--- Extracted entries Enclosed Below ---

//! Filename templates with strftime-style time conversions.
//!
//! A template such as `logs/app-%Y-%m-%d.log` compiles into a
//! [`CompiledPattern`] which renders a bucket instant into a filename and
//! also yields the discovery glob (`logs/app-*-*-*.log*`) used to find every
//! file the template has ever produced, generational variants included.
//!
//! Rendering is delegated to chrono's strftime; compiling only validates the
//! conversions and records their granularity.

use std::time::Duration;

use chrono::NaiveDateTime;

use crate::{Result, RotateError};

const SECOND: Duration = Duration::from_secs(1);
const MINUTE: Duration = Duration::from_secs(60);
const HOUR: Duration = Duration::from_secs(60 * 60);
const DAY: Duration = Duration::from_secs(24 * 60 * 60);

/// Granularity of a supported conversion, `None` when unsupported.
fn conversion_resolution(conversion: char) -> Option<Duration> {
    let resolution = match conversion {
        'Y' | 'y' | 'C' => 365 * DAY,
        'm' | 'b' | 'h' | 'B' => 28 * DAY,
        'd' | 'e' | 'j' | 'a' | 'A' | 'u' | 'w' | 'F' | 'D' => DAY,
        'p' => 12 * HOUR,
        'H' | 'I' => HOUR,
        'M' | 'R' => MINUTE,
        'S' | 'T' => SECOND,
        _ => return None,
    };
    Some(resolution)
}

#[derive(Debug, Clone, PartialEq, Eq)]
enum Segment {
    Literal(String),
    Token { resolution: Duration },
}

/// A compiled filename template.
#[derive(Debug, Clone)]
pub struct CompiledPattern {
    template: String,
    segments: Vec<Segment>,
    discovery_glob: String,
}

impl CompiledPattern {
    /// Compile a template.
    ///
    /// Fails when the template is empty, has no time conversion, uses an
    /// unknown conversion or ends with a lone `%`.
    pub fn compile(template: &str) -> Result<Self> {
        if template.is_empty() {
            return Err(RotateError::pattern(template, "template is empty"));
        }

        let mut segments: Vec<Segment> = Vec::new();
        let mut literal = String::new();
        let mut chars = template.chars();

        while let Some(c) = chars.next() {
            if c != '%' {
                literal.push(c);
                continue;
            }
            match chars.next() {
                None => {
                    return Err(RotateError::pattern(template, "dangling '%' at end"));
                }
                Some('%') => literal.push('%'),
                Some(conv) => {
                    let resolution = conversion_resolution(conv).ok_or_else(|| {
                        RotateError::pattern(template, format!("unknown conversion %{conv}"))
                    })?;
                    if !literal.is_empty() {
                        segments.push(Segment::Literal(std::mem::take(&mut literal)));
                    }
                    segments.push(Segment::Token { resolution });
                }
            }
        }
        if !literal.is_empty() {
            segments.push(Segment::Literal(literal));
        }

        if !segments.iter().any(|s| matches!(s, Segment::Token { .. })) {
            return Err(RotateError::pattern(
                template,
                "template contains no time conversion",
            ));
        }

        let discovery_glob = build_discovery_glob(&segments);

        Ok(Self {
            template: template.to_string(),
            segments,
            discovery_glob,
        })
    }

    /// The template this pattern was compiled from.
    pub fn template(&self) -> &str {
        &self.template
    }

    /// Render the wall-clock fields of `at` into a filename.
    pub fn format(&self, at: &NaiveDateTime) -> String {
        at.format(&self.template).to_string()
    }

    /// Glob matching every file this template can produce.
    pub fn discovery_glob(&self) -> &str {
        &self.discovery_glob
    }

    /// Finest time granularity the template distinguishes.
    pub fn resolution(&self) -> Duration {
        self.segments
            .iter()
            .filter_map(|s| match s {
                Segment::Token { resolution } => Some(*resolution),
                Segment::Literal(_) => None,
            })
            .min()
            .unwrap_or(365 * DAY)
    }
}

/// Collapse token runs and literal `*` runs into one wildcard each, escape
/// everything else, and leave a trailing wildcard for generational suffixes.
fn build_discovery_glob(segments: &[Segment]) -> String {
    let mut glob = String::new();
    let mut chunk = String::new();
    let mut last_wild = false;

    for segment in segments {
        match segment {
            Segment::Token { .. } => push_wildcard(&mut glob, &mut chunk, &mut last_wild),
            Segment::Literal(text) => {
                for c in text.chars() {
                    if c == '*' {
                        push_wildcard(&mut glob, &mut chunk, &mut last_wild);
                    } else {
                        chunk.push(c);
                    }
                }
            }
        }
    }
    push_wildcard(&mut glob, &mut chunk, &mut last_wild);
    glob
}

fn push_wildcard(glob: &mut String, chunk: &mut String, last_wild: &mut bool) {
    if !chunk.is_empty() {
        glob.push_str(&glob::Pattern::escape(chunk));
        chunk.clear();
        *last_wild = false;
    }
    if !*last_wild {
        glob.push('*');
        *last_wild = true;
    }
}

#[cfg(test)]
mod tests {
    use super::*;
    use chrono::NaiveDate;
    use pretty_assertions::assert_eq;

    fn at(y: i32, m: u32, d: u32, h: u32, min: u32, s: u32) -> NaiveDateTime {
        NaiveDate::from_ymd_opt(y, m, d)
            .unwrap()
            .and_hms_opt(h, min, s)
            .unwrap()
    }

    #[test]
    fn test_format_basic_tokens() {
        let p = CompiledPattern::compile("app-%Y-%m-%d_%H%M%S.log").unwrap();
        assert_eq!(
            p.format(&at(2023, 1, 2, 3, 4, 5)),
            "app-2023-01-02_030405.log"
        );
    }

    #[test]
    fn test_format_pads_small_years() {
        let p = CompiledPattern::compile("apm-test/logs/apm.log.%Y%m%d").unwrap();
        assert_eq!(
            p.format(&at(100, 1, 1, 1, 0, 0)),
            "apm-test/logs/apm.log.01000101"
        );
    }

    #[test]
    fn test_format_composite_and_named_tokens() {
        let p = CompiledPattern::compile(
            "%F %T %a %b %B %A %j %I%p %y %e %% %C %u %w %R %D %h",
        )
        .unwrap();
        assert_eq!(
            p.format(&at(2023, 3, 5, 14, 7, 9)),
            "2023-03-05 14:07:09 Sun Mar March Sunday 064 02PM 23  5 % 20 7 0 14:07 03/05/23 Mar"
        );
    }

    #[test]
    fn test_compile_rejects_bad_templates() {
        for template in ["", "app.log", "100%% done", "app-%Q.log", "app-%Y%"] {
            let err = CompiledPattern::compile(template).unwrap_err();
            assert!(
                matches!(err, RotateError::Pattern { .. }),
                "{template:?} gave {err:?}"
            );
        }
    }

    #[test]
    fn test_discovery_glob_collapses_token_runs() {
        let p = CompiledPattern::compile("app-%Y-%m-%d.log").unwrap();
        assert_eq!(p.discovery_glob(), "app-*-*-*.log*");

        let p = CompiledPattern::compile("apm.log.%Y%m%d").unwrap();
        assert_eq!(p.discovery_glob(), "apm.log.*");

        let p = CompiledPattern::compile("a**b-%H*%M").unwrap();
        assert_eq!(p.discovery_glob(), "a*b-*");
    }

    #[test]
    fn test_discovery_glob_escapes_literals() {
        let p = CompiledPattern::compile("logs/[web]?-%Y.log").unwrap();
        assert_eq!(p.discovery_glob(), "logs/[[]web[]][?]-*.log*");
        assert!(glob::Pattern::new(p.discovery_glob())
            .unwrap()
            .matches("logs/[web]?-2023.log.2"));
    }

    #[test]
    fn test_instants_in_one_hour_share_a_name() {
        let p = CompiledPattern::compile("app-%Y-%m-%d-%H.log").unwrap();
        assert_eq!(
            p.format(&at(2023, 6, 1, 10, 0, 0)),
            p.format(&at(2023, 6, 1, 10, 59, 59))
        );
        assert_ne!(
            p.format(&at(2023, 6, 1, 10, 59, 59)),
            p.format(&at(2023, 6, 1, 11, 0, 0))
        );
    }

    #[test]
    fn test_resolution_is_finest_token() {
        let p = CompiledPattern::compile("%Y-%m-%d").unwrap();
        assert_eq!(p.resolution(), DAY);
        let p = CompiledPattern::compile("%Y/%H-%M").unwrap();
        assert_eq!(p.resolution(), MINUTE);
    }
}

--- End of Enclosed Extracted entries ---

Instructions to follow:
Tell me how many lines in the entries contain the string "Some", and give nothing besides that number.

Task answer:
5